The draft bill is being presented to stakeholders in a bid to gauge the sentiment of investors towards the new measures, which include a proposed new tax of 10% on digital currency transactions.
The bill, which could be assumed under the Income Tax Act, introduces the levy on all fiat-digital currency transactions and digital currency payments. The tax applies with a threshold of €15,000, approximately $17,387, per calendar year, under which individuals are exempted from the measures.
The finance ministry previously released a statement clarifying that the tax would apply to the gross amount of money received in virtual currency, not on the capital gains or the profit from any Bitcoin activity.
“We would like to emphasize that it is not profit which would be taxed but rather the amount a Slovenian tax resident receives on their bank account on turning the virtual currency into cash or when buying a thing.”

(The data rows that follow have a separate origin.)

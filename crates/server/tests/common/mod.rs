//! Common test utilities for in-process server tests with mocks.
//!
//! This module provides a test fixture that builds the router with a mock
//! upstream fetcher and an in-memory record store, so lookups can be tested
//! without network access.

use std::sync::Arc;

use axum::body::Body;
use axum::http::{HeaderMap, Request, StatusCode};
use axum::Router;
use http_body_util::BodyExt;
use serde_json::Value;
use tower::ServiceExt;

use dhtinfo_core::{
    testing::{MockFetcher, MockRecordStore},
    CacheOrchestrator, Config, FreshnessPolicy, RecordStore, UpstreamFetcher,
};

/// Re-export fixtures for test convenience
pub use dhtinfo_core::testing::fixtures;

/// Test fixture for in-process HTTP testing with mock dependencies.
///
/// # Example
///
/// ```rust,ignore
/// #[tokio::test]
/// async fn test_lookup() {
///     let fixture = TestFixture::new();
///     let hash = fixtures::info_hash('a');
///     fixture.fetcher.set_record(fixtures::torrent_record(&hash, "Debian")).await;
///
///     let response = fixture.get(&format!("/info?info_hash={}", hash)).await;
///     assert_eq!(response.status, 200);
/// }
/// ```
pub struct TestFixture {
    /// The Axum router for testing
    pub router: Router,
    /// Mock record store - seed or inspect entries
    pub store: Arc<MockRecordStore>,
    /// Mock fetcher - configure upstream responses
    pub fetcher: Arc<MockFetcher>,
    /// The orchestrator behind the router
    pub orchestrator: Arc<CacheOrchestrator>,
}

/// Response from a test request
#[derive(Debug)]
pub struct TestResponse {
    pub status: StatusCode,
    pub headers: HeaderMap,
    pub body: Value,
    pub text: String,
}

impl TestResponse {
    pub fn header(&self, name: &str) -> Option<&str> {
        self.headers.get(name).and_then(|v| v.to_str().ok())
    }
}

impl TestFixture {
    /// Create a new test fixture with default config and empty mocks.
    pub fn new() -> Self {
        Self::with_config(Config::default())
    }

    /// Create a test fixture with custom configuration.
    pub fn with_config(config: Config) -> Self {
        let store = Arc::new(MockRecordStore::new());
        let fetcher = Arc::new(MockFetcher::new());
        let orchestrator = Arc::new(CacheOrchestrator::new(
            Arc::clone(&store) as Arc<dyn RecordStore>,
            Arc::clone(&fetcher) as Arc<dyn UpstreamFetcher>,
            FreshnessPolicy::new(config.cache.max_age()),
        ));

        let state = Arc::new(dhtinfo_server::state::AppState::new(
            config,
            Arc::clone(&orchestrator),
        ));
        let router = dhtinfo_server::api::create_router(state);

        Self {
            router,
            store,
            fetcher,
            orchestrator,
        }
    }

    /// Send a GET request to the test server.
    pub async fn get(&self, path: &str) -> TestResponse {
        let request = Request::builder()
            .method("GET")
            .uri(path)
            .body(Body::empty())
            .unwrap();

        let response = self
            .router
            .clone()
            .oneshot(request)
            .await
            .expect("Failed to send request");

        let status = response.status();
        let headers = response.headers().clone();
        let body_bytes = response
            .into_body()
            .collect()
            .await
            .expect("Failed to collect body")
            .to_bytes();

        let text = String::from_utf8_lossy(&body_bytes).into_owned();
        let body: Value = if body_bytes.is_empty() {
            Value::Null
        } else {
            serde_json::from_slice(&body_bytes).unwrap_or(Value::Null)
        };

        TestResponse {
            status,
            headers,
            body,
            text,
        }
    }
}

/// Helper to assert a response has expected status.
#[macro_export]
macro_rules! assert_status {
    ($response:expr, $status:expr) => {
        assert_eq!(
            $response.status, $status,
            "Expected status {:?}, got {:?}. Body: {}",
            $status,
            $response.status,
            $response.text
        );
    };
}
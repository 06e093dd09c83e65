use super::types::{Config, StoreBackend};
use super::ConfigError;

/// Validate configuration
/// Currently validates:
/// - Server port is not 0
/// - Upstream base URL is set and the timeout is positive
/// - The S3 backend has a bucket configured
pub fn validate_config(config: &Config) -> Result<(), ConfigError> {
    // Server validation
    if config.server.port == 0 {
        return Err(ConfigError::ValidationError(
            "server.port cannot be 0".to_string(),
        ));
    }

    if config.upstream.base_url.trim().is_empty() {
        return Err(ConfigError::ValidationError(
            "upstream.base_url cannot be empty".to_string(),
        ));
    }

    if config.upstream.timeout_secs == 0 {
        return Err(ConfigError::ValidationError(
            "upstream.timeout_secs cannot be 0".to_string(),
        ));
    }

    if config.store.backend == StoreBackend::S3 {
        match &config.store.s3 {
            Some(s3) if !s3.bucket.trim().is_empty() => {}
            Some(_) => {
                return Err(ConfigError::ValidationError(
                    "store.s3.bucket cannot be empty".to_string(),
                ))
            }
            None => {
                return Err(ConfigError::ValidationError(
                    "store.backend is \"s3\" but [store.s3] is missing".to_string(),
                ))
            }
        }
    }

    Ok(())
}
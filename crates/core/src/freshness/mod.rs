//! Cache freshness policy.
//!
//! Decides whether a stored record can be served as-is and how long
//! downstream caches may keep it. Both answers are derived from the same
//! `last_modified` timestamp so the client-facing cache directive never
//! outlives the server-side policy.

use std::time::Duration;

use chrono::{DateTime, Utc};
use serde::Serialize;

/// Default maximum age of a cached record (7 days).
pub const DEFAULT_MAX_AGE: Duration = Duration::from_secs(7 * 24 * 60 * 60);

/// Freshness of a stored record at a given instant.
#[derive(Debug, Clone, Copy, PartialEq, Eq, Serialize)]
#[serde(rename_all = "snake_case")]
pub enum FreshnessVerdict {
    /// Within max age, serve without refetching.
    Fresh,
    /// Older than max age, serve and refresh in the background.
    Stale,
    /// Nothing stored.
    Absent,
}

/// Evaluate the freshness of a record last written at `last_modified`.
///
/// A `last_modified` in the future (clock skew) counts as zero elapsed time.
pub fn evaluate(
    now: DateTime<Utc>,
    last_modified: Option<DateTime<Utc>>,
    max_age: Duration,
) -> FreshnessVerdict {
    match last_modified {
        None => FreshnessVerdict::Absent,
        Some(last_modified) if elapsed(now, last_modified) <= max_age => FreshnessVerdict::Fresh,
        Some(_) => FreshnessVerdict::Stale,
    }
}

/// Time left until a record written at `last_modified` becomes stale.
///
/// Rounded up to the next whole second and clamped to `[0, max_age]`.
pub fn remaining_ttl(
    now: DateTime<Utc>,
    last_modified: DateTime<Utc>,
    max_age: Duration,
) -> Duration {
    let remaining = max_age.saturating_sub(elapsed(now, last_modified));
    round_up_to_secs(remaining).min(max_age)
}

/// Render a TTL as a `Cache-Control` header value.
pub fn cache_control_value(ttl: Duration) -> String {
    format!("public, max-age={}", ttl.as_secs())
}

fn elapsed(now: DateTime<Utc>, last_modified: DateTime<Utc>) -> Duration {
    (now - last_modified).to_std().unwrap_or(Duration::ZERO)
}

fn round_up_to_secs(duration: Duration) -> Duration {
    if duration.subsec_nanos() == 0 {
        duration
    } else {
        Duration::from_secs(duration.as_secs().saturating_add(1))
    }
}

/// Freshness policy bound to a configured maximum age.
#[derive(Debug, Clone, Copy, PartialEq, Eq)]
pub struct FreshnessPolicy {
    max_age: Duration,
}

impl FreshnessPolicy {
    pub fn new(max_age: Duration) -> Self {
        Self { max_age }
    }

    pub fn max_age(&self) -> Duration {
        self.max_age
    }

    pub fn evaluate(
        &self,
        now: DateTime<Utc>,
        last_modified: Option<DateTime<Utc>>,
    ) -> FreshnessVerdict {
        evaluate(now, last_modified, self.max_age)
    }

    pub fn remaining_ttl(&self, now: DateTime<Utc>, last_modified: DateTime<Utc>) -> Duration {
        remaining_ttl(now, last_modified, self.max_age)
    }
}

impl Default for FreshnessPolicy {
    fn default() -> Self {
        Self::new(DEFAULT_MAX_AGE)
    }
}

The bill is set to be limited to the use of digital currencies for buying and selling, as well as for the conversion of digital currency assets into fiat currency. The measures would require Slovenian citizens to calculate their own liability with reference to real-time digital currency prices at the point of acquisition or redemption.
Failure to comply with the new tax rules could result in fines ranging from €250 to €5000, depending on the nature of the breach.
The new proposals will be open for public comment, before being factored into any potential revisions to the legislation. If passed into law, the bill is expected to come into force by the start of January 2022.